What is a Unit Area Trichogram?
In a unit area trichogram, the hairs are plucked from a measured area of the scalp, rather than from random sections. Unlike the regular trichogram, a unit area trichogram aims to determine hair density, or scalp coverage, as well as the rate of hair fall. Additionally, the hair strands can also be measured to find out how thick they are, but the trichogram needs to be repeated over a period of time to follow the pattern of hair loss or thinning, before a condition can be conclusively diagnosed.
Some Considerations Before Taking a Trichogram Test
If you plan to have a trichogram test, to ensure an accurate evaluation:
- Don’t wash your hair for three or four days beforehand as this can rid your scalp of telogen hairs.
- Avoid osmetic hair treatments up to eight weeks before the test. Things like dyes, relaxers or straightening hair can damage the hair fibre and result in increased hair breakage, which in turn will interfer with the evaluation.
How Important is a Trichogram?
Trichograms are essentially an examination of the form and structure of the hair, and a quantitative measure of the number of individual hair roots. They are helpful in studies on the dynamics of the human follicular cycle and understanding different hair disorders, but such detailed information might not mean so much to the average hair loss patient. They’re also becoming less popular with dermatologists, in fact, because of the time it takes to make an assessment.
Generally, trichograms are not very popular with people who think they might be suffering from hair loss. Aside from the slight pain, the loss of the plucked hairs on a regular basis before a condition is diagnosed is not ideal. And although trichograms can be used to see how well a hair loss product is performing, some might say plucking the newly grown hairs would be counterproductive.
The semi-invasive nature of the technique generally makes it unsuitable as a method for the regular follow-up of patients and monitoring their hair growth rate.
Alternatives to Trichograms
Genetic testing kits have recently been made available that claim to detect if you carry the “bald gene”. Supposedly, if the specific gene is present you will have a 60% chance of going bald by the time you’re 40. However, the accuracy of this test is questionable, and it doesn’t take into account hair loss of a non-hereditary nature.

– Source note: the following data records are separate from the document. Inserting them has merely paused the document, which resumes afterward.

use serde::{Deserialize, Serialize};

use crate::keys::{Granularity, Structure, SummaryKey, SummaryObject};

/// Outcome of running a generated patch against the task's test case.
#[derive(Debug, Clone, Copy, Default, PartialEq, Eq, Serialize, Deserialize)]
pub enum TestResult {
    #[serde(rename = "PASS")]
    Pass,
    #[serde(rename = "FAIL")]
    Fail,
    /// Anything else the harness emitted (timeouts, crashes, absent field).
    #[default]
    #[serde(other)]
    Unknown,
}

impl TestResult {
    #[must_use]
    pub const fn passed(self) -> bool {
        matches!(self, Self::Pass)
    }
}

/// Pass/fail verdict per summary variant.
#[derive(Debug, Clone, Copy, Default, PartialEq, Eq, Serialize, Deserialize)]
pub struct ResultSet {
    #[serde(default)]
    pub low_unstructured: TestResult,
    #[serde(default)]
    pub low_structured: TestResult,
    #[serde(default)]
    pub medium_unstructured: TestResult,
    #[serde(default)]
    pub medium_structured: TestResult,
    #[serde(default)]
    pub high_unstructured: TestResult,
    #[serde(default)]
    pub high_structured: TestResult,
}

impl ResultSet {
    #[must_use]
    pub const fn get(&self, key: SummaryKey) -> TestResult {
        match (key.granularity, key.structure) {
            (Granularity::Low, Structure::Unstructured) => self.low_unstructured,
            (Granularity::Low, Structure::Structured) => self.low_structured,
            (Granularity::Medium, Structure::Unstructured) => self.medium_unstructured,
            (Granularity::Medium, Structure::Structured) => self.medium_structured,
            (Granularity::High, Structure::Unstructured) => self.high_unstructured,
            (Granularity::High, Structure::Structured) => self.high_structured,
        }
    }
}

/// One precomputed benchmark sample, as stored in the `.jsonl` fixtures.
///
/// `output_summary` holds the model output produced under summary mediation
/// for each of the six variants; `output_direct` is the single output
/// produced from the direct edit instruction.
#[derive(Debug, Clone, Default, PartialEq, Serialize, Deserialize)]
pub struct Sample {
    #[serde(default)]
    pub buggy_code: String,

    #[serde(default)]
    pub instruction: String,

    #[serde(default)]
    pub ground_truth: String,

    #[serde(default)]
    pub output_direct: String,

    #[serde(default)]
    pub output_summary: SummaryObject,

    #[serde(default)]
    pub original_summary: SummaryObject,

    #[serde(default)]
    pub edited_summary: SummaryObject,

    #[serde(default)]
    pub result_direct: TestResult,

    #[serde(default)]
    pub error_direct: String,

    #[serde(default)]
    pub result_summary: ResultSet,

    /// Harness error text per summary variant, empty when the run passed.
    #[serde(default)]
    pub error_summary: SummaryObject,
}

#[cfg(test)]
mod tests {
    use super::*;
    use pretty_assertions::assert_eq;

    #[test]
    fn test_result_parses_harness_strings() {
        assert_eq!(
            serde_json::from_str::<TestResult>(r#""PASS""#).expect("json"),
            TestResult::Pass
        );
        assert_eq!(
            serde_json::from_str::<TestResult>(r#""FAIL""#).expect("json"),
            TestResult::Fail
        );
        assert_eq!(
            serde_json::from_str::<TestResult>(r#""TIMEOUT""#).expect("json"),
            TestResult::Unknown
        );
    }

    #[test]
    fn sample_tolerates_sparse_records() {
        let sample: Sample = serde_json::from_str(
            r#"{
                "buggy_code": "def f():\n    return 1\n",
                "instruction": "make f return 2",
                "result_direct": "PASS",
                "result_summary": {"medium_structured": "FAIL"}
            }"#,
        )
        .expect("json");

        assert!(sample.result_direct.passed());
        let key = SummaryKey::new(Granularity::Medium, Structure::Structured);
        assert_eq!(sample.result_summary.get(key), TestResult::Fail);
        assert_eq!(sample.ground_truth, "");
    }
}
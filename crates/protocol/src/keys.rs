use std::fmt;
use std::str::FromStr;

use serde::{Deserialize, Serialize};

use crate::error::ProtocolError;

/// Summary granularity level
#[derive(Debug, Clone, Copy, PartialEq, Eq, Hash, Serialize, Deserialize)]
#[serde(rename_all = "snake_case")]
pub enum Granularity {
    Low,
    Medium,
    High,
}

impl Granularity {
    #[must_use]
    pub const fn as_str(self) -> &'static str {
        match self {
            Self::Low => "low",
            Self::Medium => "medium",
            Self::High => "high",
        }
    }
}

/// Whether a summary is structured (bulleted/sectioned) or free prose
#[derive(Debug, Clone, Copy, PartialEq, Eq, Hash, Serialize, Deserialize)]
#[serde(rename_all = "snake_case")]
pub enum Structure {
    Structured,
    Unstructured,
}

impl Structure {
    #[must_use]
    pub const fn as_str(self) -> &'static str {
        match self {
            Self::Structured => "structured",
            Self::Unstructured => "unstructured",
        }
    }
}

/// One of the six fixed granularity × structure summary variants.
///
/// The string form (`"medium_structured"`) doubles as the JSON field name in
/// fixture records and as a CLI value.
#[derive(Debug, Clone, Copy, PartialEq, Eq, Hash, Serialize, Deserialize)]
#[serde(try_from = "String", into = "String")]
pub struct SummaryKey {
    pub granularity: Granularity,
    pub structure: Structure,
}

impl SummaryKey {
    #[must_use]
    pub const fn new(granularity: Granularity, structure: Structure) -> Self {
        Self {
            granularity,
            structure,
        }
    }

    /// All six keys, in fixture order.
    pub const ALL: [Self; 6] = [
        Self::new(Granularity::Low, Structure::Unstructured),
        Self::new(Granularity::Low, Structure::Structured),
        Self::new(Granularity::Medium, Structure::Unstructured),
        Self::new(Granularity::Medium, Structure::Structured),
        Self::new(Granularity::High, Structure::Unstructured),
        Self::new(Granularity::High, Structure::Structured),
    ];
}

impl fmt::Display for SummaryKey {
    fn fmt(&self, f: &mut fmt::Formatter<'_>) -> fmt::Result {
        write!(
            f,
            "{}_{}",
            self.granularity.as_str(),
            self.structure.as_str()
        )
    }
}

impl FromStr for SummaryKey {
    type Err = ProtocolError;

    fn from_str(s: &str) -> Result<Self, Self::Err> {
        let (g, st) = s
            .split_once('_')
            .ok_or_else(|| ProtocolError::InvalidKey(s.to_string()))?;
        let granularity = match g {
            "low" => Granularity::Low,
            "medium" => Granularity::Medium,
            "high" => Granularity::High,
            other => return Err(ProtocolError::InvalidGranularity(other.to_string())),
        };
        let structure = match st {
            "structured" => Structure::Structured,
            "unstructured" => Structure::Unstructured,
            other => return Err(ProtocolError::InvalidStructure(other.to_string())),
        };
        Ok(Self::new(granularity, structure))
    }
}

impl TryFrom<String> for SummaryKey {
    type Error = ProtocolError;

    fn try_from(s: String) -> Result<Self, Self::Error> {
        s.parse()
    }
}

impl From<SummaryKey> for String {
    fn from(key: SummaryKey) -> Self {
        key.to_string()
    }
}

/// One value per summary variant, deserialized from an object keyed by the
/// six `<granularity>_<structure>` field names.
#[derive(Debug, Clone, Default, PartialEq, Eq, Serialize, Deserialize)]
pub struct SummaryObject {
    #[serde(default)]
    pub low_unstructured: String,
    #[serde(default)]
    pub low_structured: String,
    #[serde(default)]
    pub medium_unstructured: String,
    #[serde(default)]
    pub medium_structured: String,
    #[serde(default)]
    pub high_unstructured: String,
    #[serde(default)]
    pub high_structured: String,
}

impl SummaryObject {
    /// Text for one summary variant.
    #[must_use]
    pub fn get(&self, key: SummaryKey) -> &str {
        match (key.granularity, key.structure) {
            (Granularity::Low, Structure::Unstructured) => &self.low_unstructured,
            (Granularity::Low, Structure::Structured) => &self.low_structured,
            (Granularity::Medium, Structure::Unstructured) => &self.medium_unstructured,
            (Granularity::Medium, Structure::Structured) => &self.medium_structured,
            (Granularity::High, Structure::Unstructured) => &self.high_unstructured,
            (Granularity::High, Structure::Structured) => &self.high_structured,
        }
    }

    pub fn set(&mut self, key: SummaryKey, value: String) {
        match (key.granularity, key.structure) {
            (Granularity::Low, Structure::Unstructured) => self.low_unstructured = value,
            (Granularity::Low, Structure::Structured) => self.low_structured = value,
            (Granularity::Medium, Structure::Unstructured) => self.medium_unstructured = value,
            (Granularity::Medium, Structure::Structured) => self.medium_structured = value,
            (Granularity::High, Structure::Unstructured) => self.high_unstructured = value,
            (Granularity::High, Structure::Structured) => self.high_structured = value,
        }
    }
}
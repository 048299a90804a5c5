use serde::{Deserialize, Serialize};

use crate::keys::SummaryObject;
use crate::mapping::{lenient, MappingSet};

/// One annotation task as it appears in `tasks-input.json`: the code pair
/// under review plus its surrounding context.
#[derive(Debug, Clone, Default, PartialEq, Serialize, Deserialize)]
pub struct TaskInput {
    pub id: String,

    #[serde(default)]
    pub file_path: String,

    #[serde(default)]
    pub old_code: String,

    #[serde(default)]
    pub new_code: String,

    #[serde(default)]
    pub old_context: String,

    #[serde(default)]
    pub new_context: String,

    /// 1-based line of the old snippet within its file. Encoded as a number
    /// or numeric string by the pipeline.
    #[serde(default, deserialize_with = "lenient::opt_u32")]
    pub old_start_line: Option<u32>,

    #[serde(default, deserialize_with = "lenient::opt_u32")]
    pub new_start_line: Option<u32>,
}

/// Per-version annotation output: the six summaries plus their mapping
/// sequences.
#[derive(Debug, Clone, Default, PartialEq, Serialize, Deserialize)]
pub struct VersionAnnotation {
    #[serde(default)]
    pub summary: SummaryObject,

    #[serde(default)]
    pub mappings: MappingSet,
}

/// One record from `tasks-output.json`, joined to its input by
/// `task_id == TaskInput::id`.
#[derive(Debug, Clone, Default, PartialEq, Serialize, Deserialize)]
pub struct TaskOutput {
    pub task_id: String,

    #[serde(default)]
    pub metadata: serde_json::Value,

    #[serde(default)]
    pub old_code: VersionAnnotation,

    #[serde(default)]
    pub new_code: VersionAnnotation,
}

/// One code version of a merged task: code, context, and its annotations.
#[derive(Debug, Clone, Default, PartialEq)]
pub struct TaskVersion {
    pub code: String,
    pub context: String,
    /// 1-based start line in the source file; 0 when the pipeline omitted it.
    pub start_line: u32,
    pub summary: SummaryObject,
    pub mappings: MappingSet,
}

/// A task input joined with its annotation output. Old and new versions are
/// independent; their mapping sets are never merged.
#[derive(Debug, Clone, Default, PartialEq)]
pub struct MergedTask {
    pub id: String,
    pub path: String,
    pub meta: serde_json::Value,
    pub old: TaskVersion,
    pub new: TaskVersion,
}

impl MergedTask {
    /// Join one input with its output record.
    #[must_use]
    pub fn join(input: TaskInput, output: TaskOutput) -> Self {
        Self {
            id: input.id,
            path: input.file_path,
            meta: output.metadata,
            old: TaskVersion {
                code: input.old_code,
                context: input.old_context,
                start_line: input.old_start_line.unwrap_or(0),
                summary: output.old_code.summary,
                mappings: output.old_code.mappings,
            },
            new: TaskVersion {
                code: input.new_code,
                context: input.new_context,
                start_line: input.new_start_line.unwrap_or(0),
                summary: output.new_code.summary,
                mappings: output.new_code.mappings,
            },
        }
    }
}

It is not an effective tool for diagnosing a hair loss condition.
The easiest, and still effective, method of diagnosing a hair loss problem is a simple visual assessment and consultation conducted by a hair loss specialist. Hair loss is often a multi-factorial condition, but medically-trained experts can non-invasively examine all aspects of a patient’s medical history, lifestyle and possibilities of genetic tendencies, which may contribute to the condition. There are also standardised patterns of hair loss that are easily identifiable to the trained eye.
The medical knowledge and the non-invasive nature of this method make it a popular option for most people who think they might be losing their hair. Additionally, some hair loss clinics offer free initial consultations which often provide the kind of information you need to make your own decision, but an informed one, with regards to treatment.
And like many areas of health, the online diagnosis of hair loss is another modern approach to confirming or alleviating one’s suspicion. Although they can be an easy and reliable option, especially if you’re able to capture your hair loss on camera and attach it for a visual aid, you have to be very careful with who you trust. There is an awareness about the dangers of online access to medication so it is essential that you research the company that is meant to be providing you with accurate information. Check their credentials and if they are selling any medication make sure they are registered to do so.